Тогда, помнится, Женьку это оскорбило – крепостное право какое-то, а теперь он надеялся, что написанное в том документе в силе. Не зря же страна тратилась на него полтора года. Легче доучить, и пусть работает на благо города…

Зря он съехал с общаги. Сейчас она представляется вполне пригодной для жизни. По сравнению с казармой в отряде и кубриками на заставе. Но в те месяцы Женька просто мучился. Комната еще ничего – на четырех человек, тумбочки, стол у окна, шкаф возле двери, – а вот умывалка, туалет, душ… Они мало отличались от того, с чем потом он столкнулся в армии. Хотя подъем был щадящий, не подрывались все разом и не бежали мочиться по трое в один унитаз, не толкались у раковин…

Да, зря съехал, снял комнату. Учиться после этого совсем расхотелось. Да и ездить далеко – с Васьки до Народной. Реально через весь город с запада на юго-восток. Линия метро прямая, но до станций и там, и там пелёхать… На Ваське полчаса минимум, а с «Ломоносовской» до путяги пешком около часа.

Женька усмехнулся: поймал себя на том, что вспоминает этот путь с удовольствием, и подумалось, услышь тогда, в военкомате, когда согнулся перед столом, готовясь поставить подпись в военном билете и тем самым уже наверняка признать себя призванным: «Выбирай, или оставшиеся полтора года ни одного прогула, ни одного опоздания, или забираем на два года», – он бы, конечно, выбрал «ни одного прогула и опоздания». А смог бы выполнить? Да вряд ли. Вряд ли…

До армии он был совой – ложился поздно, вставал всегда через силу, под крики сначала родителей, потом, в общаге, воспитателя. Когда снял комнату, будить стало некому, и он мог проспать часов до десяти. Какое уж тут училище… Да и не хотелось учиться – не видел смысла.

Нравились только уроки архитектуры. Вел их… Женька напрягся, но ни имени, ни отчества преподавателя вспомнить не мог. Зато самого видел памятью отлично, слышал его голос, мягкий, увлекающий, но в то же время грустный. Словно преподаватель сам любил свой предмет больше всего на свете и пытался передать эту любовь им, сидящим за партами, – и в то же время не верил, что получится, что они вообще слышат его.

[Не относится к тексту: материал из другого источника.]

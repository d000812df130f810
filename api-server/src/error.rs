use rocket::http::Status;
use rocket::response::{self, Responder};
use rocket::serde::json::Json;
use rocket::{Catcher, Request, Response};
use rocket_okapi::okapi::openapi3::Responses;
use rocket_okapi::r#gen::OpenApiGenerator;
use rocket_okapi::response::OpenApiResponderInner;
use serde::Serialize;
use std::io::Cursor;

use crate::auth::AuthError;
use crate::auth::guards::AuthFailure;
use crate::delivery::{DispatchError, RetryError};
use crate::store::StoreError;
use crate::threading::participants::ExtractError;

#[derive(Debug)]
pub enum ApiError {
    Unauthorized(String),
    Forbidden(String),
    NotFound(String),
    BadRequest(String),
    InvalidState(String),
    DatabaseError(String),
    InternalError(String),
}

#[derive(Serialize)]
pub struct ErrorBody {
    pub success: bool,
    pub error: String,
}

impl ErrorBody {
    pub fn new(error: impl Into<String>) -> Self {
        Self {
            success: false,
            error: error.into(),
        }
    }

    pub fn to_json(&self) -> String {
        serde_json::to_string(self)
            .unwrap_or_else(|_| r#"{"success":false,"error":"Failed to serialize error"}"#.into())
    }
}

impl ApiError {
    pub fn status(&self) -> Status {
        match self {
            ApiError::Unauthorized(_) => Status::Unauthorized,
            ApiError::Forbidden(_) => Status::Forbidden,
            ApiError::NotFound(_) => Status::NotFound,
            ApiError::BadRequest(_) => Status::BadRequest,
            ApiError::InvalidState(_) => Status::Conflict,
            ApiError::DatabaseError(_) | ApiError::InternalError(_) => {
                Status::InternalServerError
            }
        }
    }
}

impl<'r> Responder<'r, 'static> for ApiError {
    fn respond_to(self, _: &'r Request<'_>) -> response::Result<'static> {
        let status = self.status();
        let message = match self {
            ApiError::DatabaseError(e) => {
                log::error!("database error: {}", e);
                "Database error".to_string()
            }
            ApiError::InternalError(msg) => {
                log::error!("internal error: {}", msg);
                msg
            }
            ApiError::InvalidState(msg) => {
                log::debug!("invalid state: {}", msg);
                msg
            }
            ApiError::NotFound(msg) => {
                log::debug!("not found: {}", msg);
                msg
            }
            ApiError::BadRequest(msg)
            | ApiError::Unauthorized(msg)
            | ApiError::Forbidden(msg) => {
                log::debug!("rejected request ({}): {}", status.code, msg);
                msg
            }
        };

        let json = ErrorBody::new(message).to_json();

        Response::build()
            .status(status)
            .header(rocket::http::ContentType::JSON)
            .sized_body(json.len(), Cursor::new(json))
            .ok()
    }
}

impl OpenApiResponderInner for ApiError {
    fn responses(_generator: &mut OpenApiGenerator) -> rocket_okapi::Result<Responses> {
        Ok(Responses::default())
    }
}

impl From<StoreError> for ApiError {
    fn from(err: StoreError) -> Self {
        match err {
            StoreError::Missing(what) => ApiError::NotFound(format!("{} not found", capitalize(what))),
            StoreError::Database(e) => ApiError::DatabaseError(e.to_string()),
        }
    }
}

impl From<AuthError> for ApiError {
    fn from(err: AuthError) -> Self {
        match err.status().code {
            403 => ApiError::Forbidden(err.public_message()),
            401 => ApiError::Unauthorized(err.public_message()),
            _ => ApiError::InternalError(err.to_string()),
        }
    }
}

impl From<ExtractError> for ApiError {
    fn from(err: ExtractError) -> Self {
        match err {
            ExtractError::ThreadNotFound => ApiError::NotFound(err.to_string()),
            ExtractError::Store(e) => e.into(),
        }
    }
}

impl From<DispatchError> for ApiError {
    fn from(err: DispatchError) -> Self {
        match err {
            DispatchError::MessageNotFound => ApiError::NotFound(err.to_string()),
            DispatchError::NoEndpoint | DispatchError::EndpointInactive(_) => {
                ApiError::InvalidState(err.to_string())
            }
            DispatchError::Store(e) => e.into(),
            DispatchError::Delivery { .. } | DispatchError::Http(_) => {
                ApiError::InternalError(err.to_string())
            }
        }
    }
}

impl From<RetryError> for ApiError {
    fn from(err: RetryError) -> Self {
        match err {
            RetryError::MessageNotFound
            | RetryError::DeliveryNotFound
            | RetryError::EndpointNotFound => ApiError::NotFound(err.to_string()),
            RetryError::EndpointInactive => ApiError::InvalidState(err.to_string()),
            RetryError::DispatchFailed { .. } => ApiError::InternalError(err.to_string()),
            RetryError::Store(e) => e.into(),
        }
    }
}

fn catcher_response(status: Status, message: String) -> (Status, Json<ErrorBody>) {
    (status, Json(ErrorBody::new(message)))
}

fn auth_failure(request: &Request<'_>) -> Option<String> {
    request.local_cache(AuthFailure::default).0.clone()
}

#[catch(400)]
fn bad_request(_: &Request<'_>) -> (Status, Json<ErrorBody>) {
    catcher_response(Status::BadRequest, "Bad request".into())
}

#[catch(401)]
fn unauthorized(request: &Request<'_>) -> (Status, Json<ErrorBody>) {
    let message = auth_failure(request).unwrap_or_else(|| "Unauthorized".into());
    catcher_response(Status::Unauthorized, message)
}

#[catch(403)]
fn forbidden(request: &Request<'_>) -> (Status, Json<ErrorBody>) {
    let message = auth_failure(request).unwrap_or_else(|| "Forbidden".into());
    catcher_response(Status::Forbidden, message)
}

#[catch(404)]
fn not_found(_: &Request<'_>) -> (Status, Json<ErrorBody>) {
    catcher_response(Status::NotFound, "Not found".into())
}

#[catch(422)]
fn unprocessable(_: &Request<'_>) -> (Status, Json<ErrorBody>) {
    catcher_response(Status::UnprocessableEntity, "Malformed request".into())
}

#[catch(500)]
fn internal_error(request: &Request<'_>) -> (Status, Json<ErrorBody>) {
    let message = auth_failure(request).unwrap_or_else(|| "Internal server error".into());
    catcher_response(Status::InternalServerError, message)
}

#[catch(default)]
fn default_catcher(status: Status, _: &Request<'_>) -> (Status, Json<ErrorBody>) {
    let reason = status.reason().unwrap_or("Request failed");
    catcher_response(status, reason.into())
}

/// JSON catchers so no request ends in an HTML error page.
pub fn json_catchers() -> Vec<Catcher> {
    catchers![
        bad_request,
        unauthorized,
        forbidden,
        not_found,
        unprocessable,
        internal_error,
        default_catcher
    ]
}

fn capitalize(word: &str) -> String {
    let mut chars = word.chars();
    match chars.next() {
        Some(first) => first.to_uppercase().chain(chars).collect(),
        None => String::new(),
    }
}

#[cfg(test)]
mod tests {
    use super::*;

    #[test]
    fn retry_errors_map_to_statuses() {
        assert_eq!(
            ApiError::from(RetryError::DeliveryNotFound).status(),
            Status::NotFound
        );
        assert_eq!(
            ApiError::from(RetryError::EndpointInactive).status(),
            Status::Conflict
        );
    }

    #[test]
    fn auth_errors_keep_their_status() {
        let disabled = ApiError::from(AuthError::AccountDisabled);
        assert!(matches!(disabled, ApiError::Forbidden(ref msg) if msg == "Account disabled"));
        let expired = ApiError::from(AuthError::TokenExpired);
        assert!(matches!(expired, ApiError::Unauthorized(ref msg) if msg == "Unauthorized"));
        let config = ApiError::from(AuthError::Config("no secret".into()));
        assert_eq!(config.status(), Status::InternalServerError);
    }

    #[test]
    fn missing_rows_become_not_found() {
        let err = ApiError::from(StoreError::Missing("thread"));
        assert!(matches!(err, ApiError::NotFound(ref msg) if msg == "Thread not found"));
    }

    #[test]
    fn error_body_is_unsuccessful() {
        assert_eq!(
            ErrorBody::new("nope").to_json(),
            r#"{"success":false,"error":"nope"}"#
        );
    }
}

Так оно, в общем-то, и было. Пятнадцатилетние ребята не шумели, сидели тихо, даже другими делами не особенно открыто занимались. Но в их глазах было полнейшее безразличие. Обреченность на то, что в этом процессе создания построек – хоть обычных хрущоб, хоть дворцов – им отведена будет роль самая низовая. Ну не самая, но сразу после землекопов и каменщиков. Они, если окажутся на стройке, станут штукатурить стены и потолки, облицовывать, в лучшем случае – класть плитку.

Правда, еще во время зачисления директор объявил, что лучших выпускников рекомендуют в строительные и архитектурные институты, но этому, кажется, никто не придал значения…

Особенно мучительно было для этого препода общение с учениками. «Сарвин, расскажите нам, пожалуйста, что такое пилястры», – предлагал он как-то давясь, заранее зная, что ничего толкового Сарвин ему не ответит. И Сарвин не отвечал – мычал, мекал, чесался.

Чаще всего преподаватель архитектуры просто говорил: «Сарвин, – или Ухов, или Потапова, или Голобородько, или Мухтабаев, или Колосов (поддавшись общему безразличию, и он, хоть и был старше остальных на год-полтора, быстро стал пропускать рассказы препода мимо ушей, ничего не записывать), – садитесь». Но иногда не выдерживал: «Ребята, это в школу вас загнали насильно. Хочешь не хочешь, а приходилось ходить. Но ведь сюда же вы пришли сами, сознательно. Значит, вы стремитесь узнать, как строят здания, стремитесь научиться, обрести профессию наконец. Почему же вы такие равнодушные? Почему, ребята?»